--- Listed entries Enclosed Below ---

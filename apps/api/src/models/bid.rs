use std::collections::BTreeSet;

use serde::{Deserialize, Serialize};

/// Paid bid upgrades offered by the marketplace's bid form.
#[derive(Debug, Clone, Copy, PartialEq, Eq, Hash, PartialOrd, Ord, Serialize, Deserialize)]
#[serde(rename_all = "lowercase")]
pub enum Upgrade {
    Sealed,
    Sponsored,
    Highlighted,
}

/// What the user approved for insertion. Consumed once by the form writer.
#[derive(Debug, Clone, PartialEq, Serialize, Deserialize)]
#[serde(rename_all = "camelCase")]
pub struct BidPayload {
    pub proposal_text: String,
    #[serde(default)]
    pub bid_amount: Option<f64>,
    #[serde(default, rename = "deliveryTime")]
    pub delivery_time_days: Option<u32>,
    #[serde(default)]
    pub upgrades: BTreeSet<Upgrade>,
}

--- End of Enclosed Listed entries ---

• [To do]: Lines from the one containing "pub struct BidPayload" through the final line of the entries are the only ones to print, and each must match exactly.

• [Answer for this exercise]:
pub struct BidPayload {
    pub proposal_text: String,
    #[serde(default)]
    pub bid_amount: Option<f64>,
    #[serde(default, rename = "deliveryTime")]
    pub delivery_time_days: Option<u32>,
    #[serde(default)]
    pub upgrades: BTreeSet<Upgrade>,
}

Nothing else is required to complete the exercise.